Peninsula Community Health Services, a federally designated community health center serving the Peninsula, found a nearly 40% increase in the number of self-identified veterans at its clinics between 2023 and 2024, according to agency CEO Jennifer Kreidler-Moss.

Until the last 20 years or so, if you had TRICARE — health insurance for military members and their families — you went to the military hospital for care, said Kreidler-Moss, who is a beneficiary of military insurance. That was how it worked. 

“That is definitely not the case anymore,” she said. “Now you know you are going to seek care in the community.”

TRICARE clashes with civilian system

Civilian providers often have a hard time treating patients on TRICARE effectively, because they need prior authorization for most treatments. That means doctors are often forced to look at their patients in a vacuum and offer substandard care. 

“This is a regular dilemma. A patient will come in for hypertension that they have authorization for,” Kreidler-Moss said. “If during that visit because they have lab work, [and] our provider figures out that they also have diabetes, we don’t get paid for the visit if we bill for diabetes and not what their conditions were . . . which is just not how medicine works.”

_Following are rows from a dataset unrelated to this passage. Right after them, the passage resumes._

//! Daily dataset — the "today's Pokémon" showcase records.
//!
//! How the picks are chosen is up to whoever produces the dataset; this
//! module only defines the records and their wire format. Two shapes are
//! accepted on the wire:
//!
//! ```json
//! { "date": "2026-10-19", "pokemon": [ { "id": 25, "name": "pikachu", "koreanName": "피카츄", "sprite": "…" } ] }
//! [ { "id": 25, "name": "pikachu", "koreanName": "피카츄", "sprite": "…" } ]
//! ```
//!
//! `koreanName` may be omitted; [`DailyPicks::fill_korean_names`] fills it in
//! from the dictionary.

use chrono::NaiveDate;
use serde::{Deserialize, Serialize};

use crate::dex::Dex;
use crate::error::DailyError;

/// One featured Pokémon.
#[derive(Debug, Clone, PartialEq, Eq, Serialize, Deserialize)]
#[serde(rename_all = "camelCase")]
pub struct DailyPokemon {
    pub id: u32,
    /// English name.
    pub name: String,
    #[serde(default)]
    pub korean_name: String,
    /// Sprite image URL.
    #[serde(default)]
    pub sprite: String,
}

/// The featured list for one day.
#[derive(Debug, Clone, PartialEq, Eq, Default, Serialize, Deserialize)]
#[serde(from = "DailyWire")]
pub struct DailyPicks {
    #[serde(skip_serializing_if = "Option::is_none")]
    pub date: Option<NaiveDate>,
    pub pokemon: Vec<DailyPokemon>,
}

#[derive(Deserialize)]
#[serde(untagged)]
enum DailyWire {
    Dated {
        #[serde(default)]
        date: Option<NaiveDate>,
        pokemon: Vec<DailyPokemon>,
    },
    Bare(Vec<DailyPokemon>),
}

impl From<DailyWire> for DailyPicks {
    fn from(wire: DailyWire) -> Self {
        match wire {
            DailyWire::Dated { date, pokemon } => Self { date, pokemon },
            DailyWire::Bare(pokemon) => Self { date: None, pokemon },
        }
    }
}

impl DailyPicks {
    pub fn from_slice(bytes: &[u8]) -> Result<Self, DailyError> {
        Ok(serde_json::from_slice(bytes)?)
    }

    pub fn is_empty(&self) -> bool {
        self.pokemon.is_empty()
    }

    /// True when the dataset is dated and the date is not `today`.
    /// Undated datasets are never stale.
    pub fn is_stale(&self, today: NaiveDate) -> bool {
        self.date.is_some_and(|d| d != today)
    }

    /// Fill empty `korean_name` fields from the dictionary's reverse index.
    /// Records whose English name is unknown are left as they are.
    pub fn fill_korean_names(&mut self, dex: &Dex) {
        for pokemon in self.pokemon.iter_mut().filter(|p| p.korean_name.is_empty()) {
            if let Some(korean) = dex.korean_of(&pokemon.name) {
                pokemon.korean_name = korean.to_string();
            } else {
                tracing::debug!(name = %pokemon.name, "no korean name for daily pick");
            }
        }
    }

    /// Name shown on a showcase card: the Korean name, or the English name
    /// when no Korean name is known.
    pub fn display_name(pokemon: &DailyPokemon) -> &str {
        if pokemon.korean_name.is_empty() {
            &pokemon.name
        } else {
            &pokemon.korean_name
        }
    }
}

// ---------------------------------------------------------------------------
// Tests
// ---------------------------------------------------------------------------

VMFH and the Kitsap Public Health District say they have an ongoing relationship with the Navy. But Kreidler-Moss said PCHS gets no advanced warning when a carrier is coming or going, which can have a large sway on health care demand. 

A few decades ago, when an aircraft carrier arrived into Bremerton, both its active-duty members and their beneficiaries were sufficiently cared for by the military system. Today, many of those beneficiaries cannot get care at Naval Hospital Bremerton, Kreidler-Moss said. Local providers see a sudden and often unexpected increase in demand that can be difficult to staff for. 

“The Navy tends to say the carrier takes care of itself, because it has its own health care,” she said. “That’s true for active duty people. It’s not true for the surge who come with the carrier.” 

Professional service

Chapin, the retired Air Force officer, said doctors at the naval hospital have always been professional. He credits the physician there for seeing a sign of testicular cancer and referring him to a urologist that prevented it from spreading.

 “If it wasn’t for that Navy Doctor telling me that maybe I had a problem I would’ve never known,” he said. “The [civilian] urologist just kept saying I don’t understand why you’re here. You have no symptoms.”

Pinkham, the Navy retiree, insists, even amid the reductions, he doesn’t want to “bad mouth” the Navy. He does not go to Naval Hospital Bremerton anymore, but the providers have always delivered good service. And, more importantly, his wife is alive today because of Navy doctors, he said. 

Still, he agrees Navy medicine used to be simpler; easier to access, but states plainly that “things have changed.” 

“Medicine is different now,” he said. “The Navy is different now.”